If you are a reader who is sceptical about the power of science, then we kindly request that you at least read Chapter 1. By the end of that first chapter, you should be sufficiently convinced about the value of scientific method that you will consider accepting the conclusions in the rest of the book.
It could be, however, that you refuse to acknowledge that science is the best way to decide whether or not an alternative therapy works. It might be that you are so close‑minded that you will stick to your worldview regardless of what science has to say. You might have an unwavering belief that all alternative medicine is rubbish, or you might adamantly hold the opposite view, that alternative medicine offers a panacea for all our aches, pains and diseases. In either case, this is not the book for you. There is no point in even reading the first chapter if you are not prepared to consider the possibility that the scientific method can act as the arbiter of truth. In fact, if you have already made up your mind about alternative medicine, then it would be sensible for you to return this book to the bookshop and ask for a refund. Why on Earth would you want to hear about the conclusions of thousands of research studies when you already have all the answers?
But our hope is that you will be sufficiently open‑minded to want to read further.
1. How Do You Determine the Truth?
‘Truth exists–only lies are invented.’ Georges Braque
THIS BOOK IS ABOUT ESTABLISHING THE TRUTH IN RELATION TO alternative medicine. Which therapies work and which ones are useless? Which therapies are safe and which ones are dangerous?
These are questions that doctors have asked themselves for millennia in relation to all forms of medicine, and yet it is only comparatively recently that they have developed an approach that allows them to separate the effective from the ineffective, and the safe from the dangerous. This approach, known as evidence‑based medicine, has revolutionized medical practice, transforming it from an industry of charlatans and incompetents into a system of healthcare that can deliver such miracles as transplanting kidneys, removing cataracts, combating childhood diseases, eradicating smallpox and saving literally millions of lives each year.
We will employ the principles of evidence‑based medicine to test alternative therapies, so it is crucial that we properly explain what it is and how it works. Rather than introducing it in a modern context, we will go back in time to see how it emerged and evolved, which will provide a deeper appreciation of its inherent strengths. In particular, we will look back at how this approach was used to test bloodletting, a bizarre and previously common treatment that involved cutting skin and severing blood vessels in order to cure every ailment.

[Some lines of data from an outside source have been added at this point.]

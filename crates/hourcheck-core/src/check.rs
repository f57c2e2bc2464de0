//! 检查主流程：传感器 × 类型 双层循环，逐个 stat 小时文件
use anyhow::Result;
use std::io::{ErrorKind, Write};
use std::path::Path;
use tracing::{debug, warn};

use crate::config::Config;
use crate::options::{CheckStats, OutputFormat};
use crate::timestamp::HourStamp;
use crate::types::{CheckResult, FileStatus};

/// 判定单个路径的状态
/// - 不是普通文件或 stat 失败 → Missing（不再读取大小）
/// - 大小为 0 → Empty
pub fn file_status(path: &Path) -> FileStatus {
    match std::fs::metadata(path) {
        Ok(md) if !md.is_file() => FileStatus::Missing,
        Ok(md) if md.len() == 0 => FileStatus::Empty,
        Ok(_) => FileStatus::Ok,
        Err(e) => {
            // 非 NotFound 的错误（权限等）仍按缺失上报，但保留底层原因
            if e.kind() != ErrorKind::NotFound {
                warn!(path = %path.display(), error = %e, "stat failed");
            }
            FileStatus::Missing
        }
    }
}

/// 按排序后的 传感器 × 类型 顺序生成检查结果（包括 Ok）
pub fn check_results<'a>(config: &'a Config, stamp: &'a HourStamp) -> impl Iterator<Item = CheckResult> + 'a {
    config.sensors.iter().flat_map(move |sensor| {
        config.types.iter().map(move |stype| {
            let path = config.hour_file_path(sensor, stype, stamp);
            let status = file_status(&path);
            CheckResult { sensor: sensor.clone(), stype: stype.clone(), path, status }
        })
    })
}

/// 检查目标小时的全部文件，并将问题项写入 `out`
/// 稳定性保证：输出顺序 = 传感器字典序 → 类型字典序，与输入顺序无关
pub fn check_hour(
    config: &Config,
    stamp: &HourStamp,
    out: &mut dyn Write,
    format: OutputFormat,
) -> Result<CheckStats> {
    if config.sensors.is_empty() {
        warn!("sensor list is empty, nothing to check");
    }

    let mut stats = CheckStats::default();
    let mut first = true;
    if format == OutputFormat::Json {
        write!(out, "[")?;
    }

    for result in check_results(config, stamp) {
        stats.pairs_checked += 1;
        match result.status {
            FileStatus::Ok => continue,
            FileStatus::Missing => stats.missing += 1,
            FileStatus::Empty => stats.empty += 1,
        }
        debug!(sensor = %result.sensor, stype = %result.stype, status = ?result.status, "problem found");

        match format {
            OutputFormat::Text => writeln!(out, "{result}")?,
            OutputFormat::Json => {
                if !first {
                    write!(out, ",")?;
                } else {
                    first = false;
                }
                serde_json::to_writer(&mut *out, &result)?;
            }
        }
    }

    if format == OutputFormat::Json {
        writeln!(out, "]")?;
    }
    Ok(stats)
}

#[cfg(test)]
mod tests {
    use super::*;
    use crate::options::CheckOptions;
    use crate::profile::FixedHost;
    use std::fs;
    use tempfile::TempDir;

    /// 数据目录 + 简化模板（不含时间字段，结果与当前时间无关）
    fn setup(sensors: &str, types: &str) -> (TempDir, Config) {
        setup_with_template(sensors, types, "/${sclass}/${stype}-${sensor}.${hour}")
    }

    fn setup_with_template(sensors: &str, types: &str, template: &str) -> (TempDir, Config) {
        let dir = tempfile::tempdir().unwrap();
        let data = dir.path().join("data");
        fs::create_dir_all(data.join("C1")).unwrap();
        fs::write(dir.path().join("sensors.txt"), sensors).unwrap();
        let cfg_path = dir.path().join("hourcheck.toml");
        fs::write(&cfg_path, format!("template = {template:?}\n")).unwrap();

        let opts = CheckOptions {
            silk_class: Some("C1".into()),
            silk_data_dir: Some(data.to_string_lossy().into_owned()),
            sensor_file: Some(dir.path().join("sensors.txt")),
            silk_types: Some(types.into()),
            config_file: Some(cfg_path),
            ..CheckOptions::default()
        };
        let cfg = Config::resolve(&opts, &FixedHost(None)).unwrap();
        (dir, cfg)
    }

    fn stamp() -> HourStamp {
        HourStamp {
            year: "2024".into(),
            month: "03".into(),
            day: "05".into(),
            hour: "07".into(),
        }
    }

    fn run(cfg: &Config, format: OutputFormat) -> (String, CheckStats) {
        let mut buf = Vec::new();
        let stats = check_hour(cfg, &stamp(), &mut buf, format).unwrap();
        (String::from_utf8(buf).unwrap(), stats)
    }

    #[test]
    fn reports_missing_and_empty_files_in_sorted_order() {
        let (dir, cfg) = setup("S2\nS1\n", "out,in");
        let class_dir = dir.path().join("data/C1");
        fs::write(class_dir.join("in-S1.07"), b"flow").unwrap();
        fs::write(class_dir.join("out-S1.07"), b"").unwrap();
        fs::write(class_dir.join("in-S2.07"), b"flow").unwrap();

        let (text, stats) = run(&cfg, OutputFormat::Text);
        let d = cfg.data_dir.display();
        assert_eq!(
            text,
            format!(
                "Sensor S1 file {d}/C1/out-S1.07 has zero bytes\nSensor S2 missing file {d}/C1/out-S2.07\n"
            )
        );
        assert_eq!(stats, CheckStats { pairs_checked: 4, missing: 1, empty: 1 });
    }

    #[test]
    fn all_present_is_silent() {
        let (dir, cfg) = setup("S1\n", "in");
        fs::write(dir.path().join("data/C1/in-S1.07"), b"x").unwrap();
        let (text, stats) = run(&cfg, OutputFormat::Text);
        assert!(text.is_empty());
        assert_eq!(stats.pairs_checked, 1);
    }

    #[test]
    fn directory_at_file_path_counts_as_missing() {
        let (dir, cfg) = setup("S1\n", "in");
        fs::create_dir(dir.path().join("data/C1/in-S1.07")).unwrap();
        assert_eq!(file_status(&dir.path().join("data/C1/in-S1.07")), FileStatus::Missing);
        let (text, _) = run(&cfg, OutputFormat::Text);
        assert_eq!(text.lines().count(), 1);
        assert!(text.starts_with("Sensor S1 missing file "));
    }

    #[test]
    fn stat_error_is_reported_as_missing_and_loop_continues() {
        let (dir, cfg) =
            setup_with_template("S2\nS1\n", "in,out", "/${sclass}/${sensor}/${stype}.${hour}");
        let class_dir = dir.path().join("data/C1");
        // S1 本应是目录却是普通文件：stat 其下路径得到 ENOTDIR 而非 NotFound
        fs::write(class_dir.join("S1"), b"not a dir").unwrap();
        fs::create_dir(class_dir.join("S2")).unwrap();
        fs::write(class_dir.join("S2/in.07"), b"flow").unwrap();

        let blocked = class_dir.join("S1/in.07");
        let kind = fs::metadata(&blocked).unwrap_err().kind();
        assert_ne!(kind, std::io::ErrorKind::NotFound);
        assert_eq!(file_status(&blocked), FileStatus::Missing);

        let (text, stats) = run(&cfg, OutputFormat::Text);
        let d = cfg.data_dir.display();
        assert_eq!(
            text,
            format!(
                "Sensor S1 missing file {d}/C1/S1/in.07\nSensor S1 missing file {d}/C1/S1/out.07\nSensor S2 missing file {d}/C1/S2/out.07\n"
            )
        );
        assert_eq!(stats, CheckStats { pairs_checked: 4, missing: 3, empty: 0 });
    }

    #[test]
    fn json_output_lists_problems() {
        let (dir, cfg) = setup("S1\n", "in,out");
        fs::write(dir.path().join("data/C1/in-S1.07"), b"").unwrap();
        let (text, _) = run(&cfg, OutputFormat::Json);
        let items: serde_json::Value = serde_json::from_str(&text).unwrap();
        let items = items.as_array().unwrap();
        assert_eq!(items.len(), 2);
        assert_eq!(items[0]["sensor"], "S1");
        assert_eq!(items[0]["type"], "in");
        assert_eq!(items[0]["status"], "empty");
        assert_eq!(items[1]["type"], "out");
        assert_eq!(items[1]["status"], "missing");
    }

    #[test]
    fn empty_sensor_list_checks_nothing() {
        let (_dir, cfg) = setup("# none yet\n", "in");
        let (text, stats) = run(&cfg, OutputFormat::Json);
        assert_eq!(text.trim(), "[]");
        assert_eq!(stats.pairs_checked, 0);
    }
}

The boom in bloodletting started in Ancient Greece, where it fitted in naturally with the widespread view that diseases were caused by an imbalance of four bodily fluids, otherwise known as the four humours : blood, yellow bile, black bile and phlegm. As well as affecting health, imbalances in these humours resulted in particular temperaments. Blood was associated with being optimistic, yellow bile with being irascible, black bile with being depressed and phlegm with being unemotional. We can still hear the echo of humourism in words such as sanguine, choleric, melancholic and phlegmatic.
Unaware of how blood circulates around the body, Greek physicians believed that it could become stagnant and thereby cause ill‑health. Hence, they advocated the removal of this stagnant blood, prescribing specific procedures for different illnesses. For example, liver problems were treated by tapping a vein in the right hand, whereas ailments relating to the spleen required tapping a vein in the left hand.